Maker DAO – a Decentralized way of solving the volatility problem in cryptoeconomics

Maker Log with keyboard image

Maker DAO bring stability for the blockchain and solving the volatility problem in cryptoeconomics. 

Hard problems in cryptocurrency

One of the many hard problems   in cryptocurrency ecosystems is the price instability of  most direct to trade crypto-assets.  The lifecycles of these cryptoassets begin with the mining function, and the network effects that accompany the blockchain.

These network effects often accentuate the ability of different stakeholders such as market makers/takers/traders/miners/app-developers, etc. to strategize in order to maximize their own rent making ability in these markets. Due to multiple sides of the markets continuously contributing in the face of entries and exits, the underlying asset faces significant volatility. 
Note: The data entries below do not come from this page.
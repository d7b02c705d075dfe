//! Recorder adapter: turns execution outcomes and guest log lines into
//! [`JobExecution`] records.

use std::sync::Arc;

use async_trait::async_trait;

use crate::core::client::RecorderClient;
use crate::core::error::ExecutorError;
use crate::core::model::{JobExecution, JobResult, JobResultKind};
use crate::core::module::{LogSink, ModuleId};
use crate::util::{clock, host};

/// Recorder-backed sender bound to one (tenant, event).
#[derive(Clone)]
pub struct RecorderSender {
    recorder: Arc<dyn RecorderClient>,
    tenant: String,
    event: String,
}

impl RecorderSender {
    /// Create a sender for records of `event` under `tenant`.
    pub fn new(
        recorder: Arc<dyn RecorderClient>,
        tenant: impl Into<String>,
        event: impl Into<String>,
    ) -> Self {
        Self {
            recorder,
            tenant: tenant.into(),
            event: event.into(),
        }
    }

    /// Record the outcome of one execution against `queue`.
    pub async fn send_result(
        &self,
        queue: &str,
        code: u64,
        result: &str,
    ) -> Result<(), ExecutorError> {
        let ex = self.execution(queue, JobResultKind::Result, code, result);
        self.recorder.add_execution(ex).await
    }

    /// Record a log line emitted by guest code.
    pub async fn send_log(&self, level: u32, message: &str) -> Result<(), ExecutorError> {
        let ex = self.execution("", JobResultKind::Log, u64::from(level), message);
        self.recorder.add_execution(ex).await
    }

    fn execution(&self, queue: &str, kind: JobResultKind, code: u64, message: &str) -> JobExecution {
        tracing::trace!(
            tenant = %self.tenant,
            event = %self.event,
            kind = kind.description(),
            code,
            "recording execution"
        );
        JobExecution {
            event: self.event.clone(),
            tenant: self.tenant.clone(),
            queue: queue.to_string(),
            date: clock::now(),
            server: host::hostname().to_string(),
            result: JobResult {
                kind,
                code,
                message: message.to_string(),
            },
        }
    }
}

impl std::fmt::Debug for RecorderSender {
    fn fmt(&self, f: &mut std::fmt::Formatter<'_>) -> std::fmt::Result {
        f.debug_struct("RecorderSender")
            .field("tenant", &self.tenant)
            .field("event", &self.event)
            .finish_non_exhaustive()
    }
}

#[async_trait]
impl LogSink for RecorderSender {
    async fn log(&self, module: ModuleId, level: u32, message: String) -> Result<(), ExecutorError> {
        // 0 debug, 1 info, 2 warn, anything higher is an error.
        match level {
            0 => tracing::debug!(module, event = %self.event, "{message}"),
            1 => tracing::info!(module, event = %self.event, "{message}"),
            2 => tracing::warn!(module, event = %self.event, "{message}"),
            3.. => tracing::error!(module, event = %self.event, "{message}"),
        }
        self.send_log(level, &message).await
    }
}
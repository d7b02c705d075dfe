//! Wall-clock helpers.

use chrono::{DateTime, Utc};

/// Current UTC time, as stamped on execution records.
pub fn now() -> DateTime<Utc> {
    Utc::now()
}
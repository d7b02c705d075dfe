//! Host identification for execution records.

use std::sync::OnceLock;

/// Placeholder used when the host name cannot be determined.
pub const UNKNOWN_HOST: &str = "<error>";

static HOSTNAME: OnceLock<String> = OnceLock::new();

/// Name of the machine running the executor, resolved once.
pub fn hostname() -> &'static str {
    HOSTNAME.get_or_init(resolve)
}

fn resolve() -> String {
    std::env::var("HOSTNAME")
        .ok()
        .or_else(|| std::fs::read_to_string("/etc/hostname").ok())
        .map(|h| h.trim().to_string())
        .filter(|h| !h.is_empty())
        .unwrap_or_else(|| UNKNOWN_HOST.to_string())
}
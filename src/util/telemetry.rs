//! Telemetry helpers for structured logging and tracing.

/// Initialize tracing. Callers may install their own subscriber first; this
/// helper only installs the default `RUST_LOG`-filtered fmt subscriber when
/// none is set.
pub fn init_tracing() {
    if tracing::dispatcher::has_been_set() {
        return;
    }
    let _ = tracing_subscriber::fmt()
        .with_env_filter(tracing_subscriber::EnvFilter::from_default_env())
        .with_target(false)
        .try_init();
}
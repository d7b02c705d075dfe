//! Shared fixtures: package builders and a harness wiring an executor to the
//! in-memory collaborators with a hand-driven ticker.

#![allow(dead_code)]

use std::sync::Arc;
use std::time::Duration;

use jobico_executor::builders::ExecutorBuilder;
use jobico_executor::config::ExecutorConfig;
use jobico_executor::core::{
    EventDef, Executor, JobDef, ManualTicker, Package, QueueDef, QueueItem, ResultDef, RuntimeDef,
    TickHandle,
};
use jobico_executor::infra::{FnRuntime, MemCatalog, MemQueue, MemRecorder, MemRepo};
use tokio::task::JoinHandle;
use tokio_util::sync::CancellationToken;

pub const TENANT: &str = "t1";
pub const MODULE_FILE: &str = "echo.wasm";
pub const MODULE_KEY: &str = "echo";

/// Job for `event` fed by `queue`, routing both outcomes back to `queue`.
pub fn job(event: &str, queue: &str, runtime: &str) -> JobDef {
    JobDef {
        event: EventDef::new(event, queue, runtime),
        result: ResultDef {
            ok: EventDef::new(format!("{event}_ok"), queue, ""),
            error: EventDef::new(format!("{event}_error"), queue, ""),
        },
    }
}

pub fn runtime(id: &str, module_ref: &str) -> RuntimeDef {
    RuntimeDef {
        id: id.into(),
        name: id.into(),
        module_ref: module_ref.into(),
        main_func: None,
    }
}

pub fn package(id: &str, queues: &[&str], jobs: Vec<JobDef>) -> Package {
    Package {
        id: id.into(),
        tenant: TENANT.into(),
        name: id.into(),
        queues: queues.iter().map(|q| QueueDef::new(*q, *q)).collect(),
        jobs,
        runtimes: vec![runtime("rt1", MODULE_FILE)],
    }
}

/// Executor plus every collaborator it talks to.
pub struct Harness {
    pub catalog: Arc<MemCatalog>,
    pub queue: Arc<MemQueue>,
    pub repo: Arc<MemRepo>,
    pub recorder: Arc<MemRecorder>,
    pub runtime: Arc<FnRuntime>,
    pub executor: Arc<Executor>,
    pub ticks: TickHandle,
    pub cancel: CancellationToken,
    run: Option<JoinHandle<()>>,
}

impl Harness {
    pub fn new() -> Self {
        Self::with(ExecutorConfig::default(), MemQueue::new())
    }

    pub fn with(config: ExecutorConfig, queue: MemQueue) -> Self {
        let catalog = Arc::new(MemCatalog::new());
        let queue = Arc::new(queue);
        let repo = Arc::new(MemRepo::new());
        let recorder = Arc::new(MemRecorder::new());
        let runtime = Arc::new(FnRuntime::new());
        repo.add_file(TENANT, MODULE_FILE, MODULE_KEY);

        let (ticker, ticks) = ManualTicker::channel();
        let executor = ExecutorBuilder::new()
            .config(config)
            .catalog(catalog.clone())
            .queue(queue.clone())
            .repo(repo.clone())
            .recorder(recorder.clone())
            .runtime(runtime.clone())
            .ticker(ticker)
            .build()
            .expect("build executor");

        Self {
            catalog,
            queue,
            repo,
            recorder,
            runtime,
            executor,
            ticks,
            cancel: CancellationToken::new(),
            run: None,
        }
    }

    /// Register `f` as the default entry function of the test module.
    pub fn on_event<F>(&self, f: F)
    where
        F: Fn(&mut jobico_executor::infra::Guest, &str) -> Result<(u64, String), String>
            + Send
            + Sync
            + 'static,
    {
        self.runtime.register(MODULE_KEY, "event", f);
    }

    /// Load the catalog and start the scheduler loop in the background.
    pub async fn start(&mut self) {
        self.executor
            .init(self.cancel.clone())
            .await
            .expect("init executor");
        let scheduler = Arc::clone(self.executor.scheduler());
        let cancel = self.cancel.clone();
        self.run = Some(tokio::spawn(async move { scheduler.run(cancel).await }));
    }

    /// Fire one tick and wait for the sweep it triggers to finish.
    pub async fn sweep(&self) {
        let mut sweeps = self.executor.scheduler().sweeps();
        assert!(self.ticks.tick().await, "ticker closed");
        tokio::time::timeout(Duration::from_secs(5), sweeps.changed())
            .await
            .expect("sweep did not finish")
            .expect("scheduler gone");
    }

    pub fn push(&self, queue: &str, event: &str, data: &str) {
        self.queue.push(TENANT, queue, QueueItem::new(event, data));
    }

    /// Cancel and wait for the scheduler loop to exit.
    pub async fn stop(&mut self) {
        self.cancel.cancel();
        if let Some(run) = self.run.take() {
            run.await.expect("scheduler task");
        }
    }
}

/// Poll `cond` until it holds or five seconds pass.
pub async fn eventually(mut cond: impl FnMut() -> bool) {
    let deadline = tokio::time::Instant::now() + Duration::from_secs(5);
    while !cond() {
        assert!(
            tokio::time::Instant::now() < deadline,
            "condition not reached in time"
        );
        tokio::time::sleep(Duration::from_millis(5)).await;
    }
}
In such circumstances, despite the promise of decentralized-fungible equivalent cryptocurrency that can be transferred without an intermediary, these cryptocurrencies often become risky for trade which expects some amount of stability vis-a-vis the current stable fiat (USD or Euro).

A solution in the form of stablecoins has often been sought wherein each cryptocurrency has collaterlized to some asset (either money in the bank or something else). Nevertheless, each such stablecoin is controlled by a trust or a consortium which is responsible for auditing the assets and ensuring that the right supply-demand-balances exist in these markets.

DAI and the Collateralized Debt Position

DAI is a type of collateralized cryptocurrency that is pegged to 1 USD and  operates purely on the Ethereum smart contract platform. The decentralized governance makes this a unique stable coin which any user can  exchange to fiat currency. 

How is DAI generated?

The way DAI is generated is through CDPs where users deposit a certain quantity of Ethereum (usually more than the number of DAI needed), into a smart contract. The ratio of the value of the collateral to the DAI generated is known as the liquidity ratio, and this liquidity ratio is pre-set by the Maker Platform voters through a governance mechanism considering several factors.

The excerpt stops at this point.